Democrat Jason Crow (left) defeated Republican Mike Coffman to represent Colorado's 6th Congressional District.

5. Support Pot
Colorado Senator Cory Gardner tried to protect states with legal marijuana laws on the federal level in late 2018, in part because the state needs it, and in part because Gardner is beginning his re-election campaign for 2020 and has to be able to point to something he did, or at least tried to do, while in Washington. But Senate Judiciary Committee Chairman Chuck Grassley was having none of it, making the point that such legislation deserved its own debate on the Senate floor. Colorado’s legislature may not be able to directly influence such proposals, but they can certainly protect the interests of the industry on a state level and maintain pressure on representatives (especially Gardner) to codify some of the safeguards that would mainstream the marijuana industry and maximize its financial impact on state coffers.

6. Honor Y and Z
The other thing that voters did back in November 2018, aside from putting Democrats firmly in charge, was to approve two ballot initiatives that were created to combat gerrymandering in the state. Amendments Y and Z were huge steps in state politics and another way in which Colorado is leading a national political conversation. Now that Democrats are in control of essentially all of state government, it would be relatively simple to undermine the good intentions of Y and Z in favor of making Colorado more blue-friendly in years to come. Resist this urge, Dems. Doing so is not only the right thing to do, it also satisfies the people who elected you. And that needs to mean something again.

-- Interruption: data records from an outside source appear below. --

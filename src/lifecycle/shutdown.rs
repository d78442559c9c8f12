//! Shutdown coordination for the proxy.

use tokio::sync::broadcast;

/// Coordinator for graceful shutdown.
///
/// The server and any background task subscribe; one trigger stops them all.
#[derive(Debug)]
pub struct Shutdown {
    tx: broadcast::Sender<()>,
}

impl Shutdown {
    pub fn new() -> Self {
        let (tx, _) = broadcast::channel(1);
        Self { tx }
    }

    /// Subscribe to the shutdown signal.
    pub fn subscribe(&self) -> broadcast::Receiver<()> {
        self.tx.subscribe()
    }

    /// Trigger the shutdown signal.
    pub fn trigger(&self) {
        let _ = self.tx.send(());
    }

    /// Number of tasks still listening.
    pub fn receiver_count(&self) -> usize {
        self.tx.receiver_count()
    }
}

impl Default for Shutdown {
    fn default() -> Self {
        Self::new()
    }
}
//! Metrics collection and exposition.
//!
//! # Metrics
//! - `proxy_requests_total` (counter): requests by method, status, backend
//! - `proxy_request_duration_seconds` (histogram): latency by backend
//! - `proxy_handshakes_total` (counter): TLS handshakes by outcome
//!
//! Without an installed recorder every call is a no-op.

use std::net::SocketAddr;
use std::time::Instant;

use metrics_exporter_prometheus::{BuildError, PrometheusBuilder};

/// Install the Prometheus recorder and its scrape endpoint.
pub fn init_metrics(addr: SocketAddr) -> Result<(), BuildError> {
    PrometheusBuilder::new().with_http_listener(addr).install()?;
    tracing::info!(address = %addr, "Metrics endpoint started");
    Ok(())
}

/// Record a finished proxied request.
pub fn record_request(method: &str, status: u16, backend: &str, start: Instant) {
    metrics::counter!(
        "proxy_requests_total",
        "method" => method.to_string(),
        "status" => status.to_string(),
        "backend" => backend.to_string()
    )
    .increment(1);
    metrics::histogram!(
        "proxy_request_duration_seconds",
        "backend" => backend.to_string()
    )
    .record(start.elapsed().as_secs_f64());
}

/// Record the outcome of a TLS handshake ("accepted" or "rejected").
pub fn record_handshake(outcome: &'static str) {
    metrics::counter!("proxy_handshakes_total", "outcome" => outcome).increment(1);
}
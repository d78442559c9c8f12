//! Backend abstraction.
//!
//! # Responsibilities
//! - Represent one backend a virtual host forwards to
//! - Pre-compute its authority for the `Host` rewrite
//! - Rewrite incoming request URIs onto the backend base URL

use axum::http::Uri;
use url::Url;

use crate::config::BackendTarget;

/// A backend server, parsed once from configuration.
#[derive(Debug, Clone, PartialEq, Eq)]
pub struct Upstream {
    /// Base URL; its path prefixes every forwarded path.
    base_url: Url,
    /// `host[:port]` used for the forwarded `Host` header.
    authority: String,
}

impl Upstream {
    /// Parse a backend target into an upstream.
    pub fn from_target(target: &BackendTarget) -> Result<Self, url::ParseError> {
        Self::parse(&target.to_url_string())
    }

    pub fn parse(url: &str) -> Result<Self, url::ParseError> {
        let base_url = Url::parse(url)?;
        let host = base_url.host_str().ok_or(url::ParseError::EmptyHost)?;
        let authority = match base_url.port() {
            Some(port) => format!("{}:{}", host, port),
            None => host.to_string(),
        };
        Ok(Self { base_url, authority })
    }

    pub fn base_url(&self) -> &Url {
        &self.base_url
    }

    pub fn authority(&self) -> &str {
        &self.authority
    }

    /// Map an incoming request URI onto this backend.
    ///
    /// Paths are joined with exactly one slash; the backend's own query
    /// comes first when both carry one.
    pub fn rewrite_uri(&self, incoming: &Uri) -> Result<Uri, axum::http::uri::InvalidUri> {
        let path = join_path(self.base_url.path(), incoming.path());
        let query = match (self.base_url.query(), incoming.query()) {
            (Some(base), Some(req)) if !base.is_empty() && !req.is_empty() => {
                Some(format!("{}&{}", base, req))
            }
            (Some(base), _) if !base.is_empty() => Some(base.to_string()),
            (_, Some(req)) if !req.is_empty() => Some(req.to_string()),
            _ => None,
        };

        let mut uri = format!("{}://{}{}", self.base_url.scheme(), self.authority, path);
        if let Some(query) = query {
            uri.push('?');
            uri.push_str(&query);
        }
        uri.parse()
    }
}

impl std::fmt::Display for Upstream {
    fn fmt(&self, f: &mut std::fmt::Formatter<'_>) -> std::fmt::Result {
        f.write_str(self.base_url.as_str())
    }
}

fn join_path(base: &str, path: &str) -> String {
    match (base.ends_with('/'), path.starts_with('/')) {
        (true, true) => format!("{}{}", base, &path[1..]),
        (false, false) => format!("{}/{}", base, path),
        _ => format!("{}{}", base, path),
    }
}
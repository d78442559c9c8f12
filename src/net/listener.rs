//! TCP listener setup.
//!
//! # Responsibilities
//! - Parse the configured listen address (`host:port` or `:port`)
//! - Bind the socket before any TLS or HTTP setup starts serving
//! - Hand a non-blocking std listener to the TLS server

use std::net::{Ipv6Addr, SocketAddr, TcpListener, ToSocketAddrs};

use thiserror::Error;

/// Error type for listener operations.
#[derive(Debug, Error)]
pub enum ListenerError {
    /// The listen address could not be parsed or resolved.
    #[error("Invalid listen address '{0}'")]
    Address(String),
    /// Failed to bind to address.
    #[error("Failed to bind {addr}: {source}")]
    Bind {
        addr: SocketAddr,
        #[source]
        source: std::io::Error,
    },
}

/// Resolve a listen address.
///
/// A bare `:port` listens on all interfaces; host names are resolved and
/// the first address wins.
pub fn parse_listen_address(listen: &str) -> Result<SocketAddr, ListenerError> {
    let listen = listen.trim();
    let invalid = || ListenerError::Address(listen.to_string());

    if let Some(port) = listen.strip_prefix(':') {
        let port: u16 = port.parse().map_err(|_| invalid())?;
        return Ok(SocketAddr::from((Ipv6Addr::UNSPECIFIED, port)));
    }

    if let Ok(addr) = listen.parse::<SocketAddr>() {
        return Ok(addr);
    }

    listen
        .to_socket_addrs()
        .map_err(|_| invalid())?
        .next()
        .ok_or_else(invalid)
}

/// Bind the listen address.
///
/// The returned listener is non-blocking, ready to be driven by Tokio.
pub fn bind(listen: &str) -> Result<TcpListener, ListenerError> {
    let addr = parse_listen_address(listen)?;
    let bind_err = |source| ListenerError::Bind { addr, source };

    let listener = match TcpListener::bind(addr) {
        Ok(listener) => listener,
        // Hosts without IPv6 still honor `:port`.
        Err(_) if addr.ip() == Ipv6Addr::UNSPECIFIED => {
            let v4 = SocketAddr::from(([0, 0, 0, 0], addr.port()));
            TcpListener::bind(v4).map_err(|source| ListenerError::Bind { addr: v4, source })?
        }
        Err(e) => return Err(bind_err(e)),
    };
    listener.set_nonblocking(true).map_err(bind_err)?;

    tracing::info!(
        address = %listener.local_addr().map_err(bind_err)?,
        "Listener bound"
    );
    Ok(listener)
}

Democrats had lots of reasons to clap in 2018.
Democrats had lots of reasons to clap in 2018.
Conor McCormick-Cavanagh

7. Fulfill Your Promises
Democrats were given a mandate in the midterms, mainly because of the big issues like education and health care. There has to be action on both these fronts, and much more of it, in order for this next political era in Colorado to be considered successful. It’s a tall order — health care perhaps most pointedly, seeing as how it’s both a national and a state issue that pretty much everyone agrees is of massive importance. Of course, it’s not enough to just walk the talk; Democrats also have to be respectful of the other side of the aisle and those Coloradans who voted red. Being elected to public office is an invitation to statesmanship. The challenge to every politician is the same: Live up to it.